While some of the characters were returning after decades, others required more subtle changes in their look; Seven of Nine, played by Jeri Ryan, has been on the show since Season 1, but her new position as an office required some reinvention. “She’s now an officer, so she looks a little more uncomfortable,” Wyatt said. “Her hair is a little more set. She’s still a beautiful woman, but it’s a more corporate version of it.” For the actors coming back after a long hiatus, Wyatt was conscious of the fact that their makeup needed to reflect the passage of time while still making the performers comfortable. “I really wanted them to feel confident and comfortable in their own skin because they’re going to get compared to what they looked like before. Maybe they were more made up than someone who’s been through all these fights and stuff really would be, but it’s about finding the happy medium where everybody can be their characters and not worry about how they present — that’s taken care of.”
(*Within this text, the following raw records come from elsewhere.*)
//! vcp core library
//!
//! Copy, sync, move and remove files between the local filesystem and
//! versioned repository stores:
//! - Path and location parsing
//! - Backends (local filesystem, in-memory store, on-disk store)
//! - Copy planning and concurrent transfer execution
//! - Per-branch transaction batching with automatic flushes
//! - One-way sync with pluggable comparison

pub mod backend;
pub mod config;
pub mod error;
pub mod executor;
pub mod location;
pub mod ops;
pub mod path;
pub mod planner;
pub mod registry;
pub mod sync;
pub mod transaction;

pub use backend::{
    CommitRecord, DirEntry, DiskStore, EntryInfo, EntryKind, LocalBackend, MemoryStore, RemoteId,
    RepoBackend, RepoBranchKey, RepoPath, WriteTransaction,
};
pub use config::Config;
pub use error::{CommitFailure, Error, Result};
pub use executor::{ExecutorConfig, TransferExecutor, TransferStatus, TransferSummary, UnitOutcome};
pub use location::Location;
pub use ops::{Context, CopyOptions, CopyReport};
pub use planner::{Plan, Planner, TransferMode, TransferUnit};
pub use registry::BackendRegistry;
pub use sync::{SyncCommand, SyncComparator, SyncOptions, SyncStats};
pub use transaction::{AccessToken, ChangeList, TransactionHandle, TransactionManager};
//! User-facing location parsing
//!
//! Accepted forms:
//! - `scheme://[endpoint:]user/repo/[branch]/[path]` for stores
//! - `file:///abs/path`
//! - a bare path, made absolute against the working directory

use std::path::Path;

use crate::error::{Error, Result};

/// A parsed location, before it is bound to a backend.
#[derive(Debug, Clone, PartialEq, Eq)]
pub enum Location {
    /// Absolute local path. A trailing `/` given by the user is kept.
    Local { path: String },
    /// Store path `user/repo/[branch]/[path]`. A trailing `/` is kept.
    Store {
        scheme: String,
        endpoint: Option<String>,
        path: String,
    },
}

impl Location {
    pub fn parse(url: &str, cwd: &Path) -> Result<Self> {
        if url.is_empty() {
            return Err(Error::validation("empty location"));
        }
        let Some((scheme, rest)) = url.split_once("://") else {
            return Ok(Location::Local {
                path: absolutize(url, cwd),
            });
        };

        match scheme {
            "file" => Ok(Location::Local {
                path: absolutize(rest, cwd),
            }),
            "" => Err(Error::validation(format!("missing scheme in {}", url))),
            _ => {
                let rest = rest.trim_start_matches('/');
                let (endpoint, path) = match rest.split_once('/') {
                    Some((first, tail)) if first.contains(':') => {
                        let (endpoint, user) = first.split_once(':').unwrap_or((first, ""));
                        (Some(endpoint.to_string()), format!("{}/{}", user, tail))
                    }
                    None if rest.contains(':') => {
                        let (endpoint, user) = rest.split_once(':').unwrap_or((rest, ""));
                        (Some(endpoint.to_string()), user.to_string())
                    }
                    _ => (None, rest.to_string()),
                };
                if endpoint.as_deref() == Some("") {
                    return Err(Error::validation(format!("empty endpoint in {}", url)));
                }
                if path.split('/').filter(|c| !c.is_empty()).count() < 2 {
                    return Err(Error::validation(format!(
                        "expecting {}://[endpoint:]user/repo/[branch]/[path], got {}",
                        scheme, url
                    )));
                }
                Ok(Location::Store {
                    scheme: scheme.to_string(),
                    endpoint,
                    path,
                })
            }
        }
    }

    pub fn is_local(&self) -> bool {
        matches!(self, Location::Local { .. })
    }
}

/// Absolute, lexically cleaned form of `p`. A trailing `/` survives.
fn absolutize(p: &str, cwd: &Path) -> String {
    let joined = if p.starts_with('/') {
        p.to_string()
    } else {
        format!("{}/{}", cwd.to_string_lossy().trim_end_matches('/'), p)
    };
    let trailing = joined.ends_with('/') || joined.ends_with("/.") || joined.ends_with("/..");

    let mut parts: Vec<&str> = Vec::new();
    for component in joined.split('/') {
        match component {
            "" | "." => {}
            ".." => {
                parts.pop();
            }
            c => parts.push(c),
        }
    }

    let mut out = format!("/{}", parts.join("/"));
    if trailing && out != "/" {
        out.push('/');
    }
    out
}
The challenge of recreating several iconic characters was exacerbated by a tight time frame. “Season 2 ended on a Thursday and Season 3 began on a Friday, so that night was our prep, that eight hours that we had off,” Mackinnon said. Even so, both Mackinnon and Wyatt feel they achieved everything they set out to do in the final season of “Picard.” “Sometimes you’ll go back and say, ‘I should’ve changed that,’” Mackinnon said. “The nice thing is that if I make a mistake or did something wrong previously, on every ‘Star Trek’ show I get to redo it and fix what I did, and grow as an artist too. The second we think we know everything, that’s the end of our career. We always have to keep learning. But I have to say, on this one, I don’t think we would change anything.”